[Your assignment] Copy each line of the material beneath that holds the word "ConfigError".

[Information]

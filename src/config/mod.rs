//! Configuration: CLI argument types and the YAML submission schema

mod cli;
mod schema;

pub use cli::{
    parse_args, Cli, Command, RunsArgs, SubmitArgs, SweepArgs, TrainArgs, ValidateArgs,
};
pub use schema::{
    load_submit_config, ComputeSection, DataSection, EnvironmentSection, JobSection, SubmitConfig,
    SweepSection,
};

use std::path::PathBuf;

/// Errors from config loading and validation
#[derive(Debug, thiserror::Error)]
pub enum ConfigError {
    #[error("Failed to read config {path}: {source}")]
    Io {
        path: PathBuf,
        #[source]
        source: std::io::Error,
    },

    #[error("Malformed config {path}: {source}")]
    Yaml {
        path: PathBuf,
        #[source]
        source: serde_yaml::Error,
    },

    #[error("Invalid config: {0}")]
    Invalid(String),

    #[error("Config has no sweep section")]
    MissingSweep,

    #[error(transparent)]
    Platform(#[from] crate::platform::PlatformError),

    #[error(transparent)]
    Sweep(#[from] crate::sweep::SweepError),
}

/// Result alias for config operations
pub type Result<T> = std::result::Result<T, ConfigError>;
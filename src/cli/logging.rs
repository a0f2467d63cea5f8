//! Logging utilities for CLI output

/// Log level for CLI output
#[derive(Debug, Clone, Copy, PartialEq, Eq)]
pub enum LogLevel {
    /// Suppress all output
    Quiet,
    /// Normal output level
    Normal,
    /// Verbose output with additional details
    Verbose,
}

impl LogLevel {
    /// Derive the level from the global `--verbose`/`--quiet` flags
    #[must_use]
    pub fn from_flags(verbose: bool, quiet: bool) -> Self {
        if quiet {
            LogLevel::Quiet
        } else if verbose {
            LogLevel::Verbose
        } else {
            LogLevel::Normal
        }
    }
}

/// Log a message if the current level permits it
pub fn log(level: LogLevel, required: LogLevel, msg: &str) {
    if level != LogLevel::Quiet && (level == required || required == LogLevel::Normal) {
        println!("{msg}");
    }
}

[Task result]
pub enum ConfigError {
pub type Result<T> = std::result::Result<T, ConfigError>;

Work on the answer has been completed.